Add witch metaphors.
#104. Michael Lewis, TRAIL FEVER
'96: Gore's liked,
Dubya's drowned out, Nader's fresh.
Attack ads still run.
#105. Kate Muir, LEFT BANK
He cheats. She's a bitch.
Kid runs away. Pretty Paris can't
keep him from nanny.

13 December 2006

And the challenge with the best name is...

The Chunkster Challenge! Read at least one book over 400 pages in the first six months of 2007. I remember from finishing A SUITABLE BOY this year how satisfying a very, very large book can be to complete. I'm going to aim for three, and perhaps I can do more -- Doris Lessing's THE GOLDEN NOTEBOOK, Cathy Kelly's WHAT SHE WANTS (which I just had checked out but was too daunted to actually crack open) and Susanna Clarke's JONATHAN STRANGE & MR. NORRELL (Michelle of overdue books is doing this one too).

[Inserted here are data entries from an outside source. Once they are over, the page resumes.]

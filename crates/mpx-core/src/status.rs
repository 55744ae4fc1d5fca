//! Read-only snapshot of a registry, shaped for display and JSON output.

use serde::Serialize;

use crate::domain::{
    device::{DeviceId, DeviceKind},
    geometry::Position,
    grab::{ClientId, GrabMode},
    seat::{SeatId, WindowId},
};
use crate::registry::{HotplugPolicy, SeatManager};

#[derive(Debug, Clone, PartialEq, Serialize)]
pub struct StatusSnapshot {
    pub default_seat: String,
    pub hotplug_policy: HotplugPolicy,
    pub seats: Vec<SeatStatus>,
    pub devices: Vec<DeviceStatus>,
}

#[derive(Debug, Clone, PartialEq, Serialize)]
pub struct SeatStatus {
    pub id: SeatId,
    pub name: String,
    pub enabled: bool,
    pub cursor: Position,
    pub cursor_size: u32,
    pub pointer_focus: Option<WindowId>,
    pub keyboard_focus: Option<WindowId>,
    pub grab: Option<GrabStatus>,
    pub pointer_devices: Vec<DeviceId>,
    pub keyboard_devices: Vec<DeviceId>,
    pub devices: Vec<DeviceId>,
}

#[derive(Debug, Clone, PartialEq, Serialize)]
pub struct GrabStatus {
    pub client: ClientId,
    pub mode: GrabMode,
}

#[derive(Debug, Clone, PartialEq, Serialize)]
pub struct DeviceStatus {
    pub id: DeviceId,
    pub name: String,
    pub kind: DeviceKind,
    pub capabilities: Vec<String>,
    /// `vvvv:pppp`, when the device carries USB ids.
    pub usb_id: Option<String>,
    pub available: bool,
    /// Name of the assigned seat.
    pub seat: Option<String>,
}

impl StatusSnapshot {
    pub fn assigned_devices(&self) -> usize {
        self.devices.iter().filter(|d| d.seat.is_some()).count()
    }

    pub fn unassigned_devices(&self) -> usize {
        self.devices.len() - self.assigned_devices()
    }
}

impl SeatManager {
    /// Captures the current seats and devices.
    pub fn status(&self) -> StatusSnapshot {
        let seats = self
            .list_seats()
            .map(|seat| SeatStatus {
                id: seat.id(),
                name: seat.name().to_string(),
                enabled: seat.is_enabled(),
                cursor: seat.cursor(),
                cursor_size: seat.cursor_size(),
                pointer_focus: seat.pointer_focus().cloned(),
                keyboard_focus: seat.keyboard_focus().cloned(),
                grab: seat.pointer_grab().map(|grab| GrabStatus {
                    client: grab.client().clone(),
                    mode: grab.mode(),
                }),
                pointer_devices: seat.pointer_devices().iter().cloned().collect(),
                keyboard_devices: seat.keyboard_devices().iter().cloned().collect(),
                devices: seat.devices().iter().cloned().collect(),
            })
            .collect();

        let devices = self
            .list_devices()
            .map(|device| DeviceStatus {
                id: device.id().clone(),
                name: device.name().to_string(),
                kind: device.kind(),
                capabilities: device.capabilities().names(),
                usb_id: device.has_usb_ids().then(|| device.usb_identifier()),
                available: device.is_available(),
                seat: self
                    .seat_for_device(device.id())
                    .map(|seat| seat.name().to_string()),
            })
            .collect();

        StatusSnapshot {
            default_seat: self.default_seat().name().to_string(),
            hotplug_policy: self.hotplug_policy(),
            seats,
            devices,
        }
    }
}
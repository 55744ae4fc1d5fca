//! # mpx-core
//!
//! Bookkeeping layer for multi-pointer (multi-seat) input: which seats exist,
//! which physical devices feed which seat, where each seat's cursor is, what
//! each seat has focused, and which client holds a pointer grab on it.
//!
//! This crate has no I/O.  It does not talk to a display server, open device
//! nodes or touch the filesystem; those jobs belong to the simulator
//! (`mpx-sim`) and the control tool (`mpx-ctl`).
//!
//! # Architecture overview (for beginners)
//!
//! In Wayland a *seat* is one user's bundle of input devices.  Most desktops
//! have exactly one.  With several seats, two people can use two mice on one
//! screen at the same time, each with an independent cursor and focus:
//!
//! ```text
//!   mouse1 ──► seat0 ──► cursor A, focus "terminal"
//!   mouse2 ──► aux   ──► cursor B, focus "browser"
//! ```
//!
//! - **`domain`** – The entities: `Device`, `Seat`, `Grab`, and the geometry
//!   types they use.  Plain data plus validation.
//!
//! - **`registry`** – `SeatManager`, the single owner of all entities.  Every
//!   change (creating a seat, assigning a device, routing a motion event,
//!   taking a grab) is a method call on it, and each call affects exactly one
//!   seat.
//!
//! - **`config`** – The two JSON documents (`config.json`, `devices.json`)
//!   a registry can be built from and exported back to.
//!
//! - **`status`** – A serializable snapshot of the registry for display.

pub mod config;
pub mod domain;
pub mod registry;
pub mod status;

pub use config::{
    ConfigError, DeviceMapDocument, DeviceMapping, GlobalConfig, SeatConfigDocument, SeatEntry,
};
pub use domain::device::{
    parse_usb_identifier, Capabilities, Device, DeviceId, DeviceKind, ParseDeviceKindError,
};
pub use domain::geometry::{Position, Rect};
pub use domain::grab::{ClientId, Grab, GrabMode};
pub use domain::seat::{Seat, SeatId, WindowId, DEFAULT_CURSOR_SIZE};
pub use registry::{
    ApplyReport, ErrorKind, FocusKind, HotplugPolicy, ListenerId, ManagerOptions, SeatError,
    SeatEvent, SeatEventListener, SeatManager, UsbSeatRule, DEFAULT_SEAT_NAME,
};
pub use status::{DeviceStatus, GrabStatus, SeatStatus, StatusSnapshot};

Have you read a very large book you enjoyed? Share, please. (One of my favorite books, ANNA KARENINA, is a chunkster -- and I swear I'm not being pretentious, I've read it three times and recommend it to pretty much everyone I know.)

12 December 2006

It's the final countdown...

We're getting closer and closer to the end of the year and the year-end lists are coming out. Unfortunately for all of you, I am nowhere near deciding what my favorite books were this year. I hope, however, that I come up with superlatives as -- well -- superlative as this list does. Still, to give myself something to update later on in December, for what it's worth, here are

Statistics for my 101 books read so far this year:
72 were for pleasure
29 were for reviews (a personal best!)
42 were nonfiction, 58 fiction, 1 by Hunter S. Thompson (a genre all his own?)
Of reviews only, 10 were nonfiction, 18 were fiction
41 of those were in the first six months of the year (school used to take a huge toll on my reading time... yet I still miss it)
36 were library books -- I can't believe I remember this, but I have a pretty good memory for book covers, which I guess helps. Seems pretty low until you take out the 28 review books, which means almost half the books I picked up this year for pleasure were library-owned. Let's hear it for your local library! Hoo rah!
18 I purchased during 2006 (bad! bad! And those aren't even the only books I bought this year.)
1 I bought and then returned
16 books read in November, the highest month (cold weather + traveling over Thanksgiving break)
4 books read each in February and March, the lowest months (not counting December)
8.41 average books per month
0.2765 average books per day

And on the nightstand I have
4 books to review
3 From-the-Stacks challenge books (which I want to finish before January 1st, even though I know the challenge goes on longer)
59 library books ETA: Oops?

So in theory if I only read those books, I will top out this year at 113 -- not my best performance but not my worst either. Frankly, if I crack 100 books I'm pleased. I know it's a lofty goal, but for me right now (being childless and not in school) it's doable.

Of course there's the matter of me having seen more movies than books read this year -- but that's another post.

11 December 2006

How cool...

Is Will Self? Not only is he a major walker, but his work space looks like some kind of Post-It wonderland. These photos of it are mesmerizing.

08 December 2006

Cien!

Yesterday I finished my hundredth book of the year. The book was Steve Almond and Julianna Baggotte's WHICH BRINGS ME TO YOU, an amazing novel-in-letters that I recommend you all go out and buy, beg or borrow.

In other news, next week there is a book sale at work, and I am already prepared to swear off the sale and then in a moment of weakness grab at least 5 books. Maybe I can get some Christmas shopping done while I yield to temptation? I have a stack of eight books to donate to the sale, so if I'm savvy I can come out ahead. (It benefits the Friends of the Emmaus Public Library, so I know at least my failure is another person's aid.)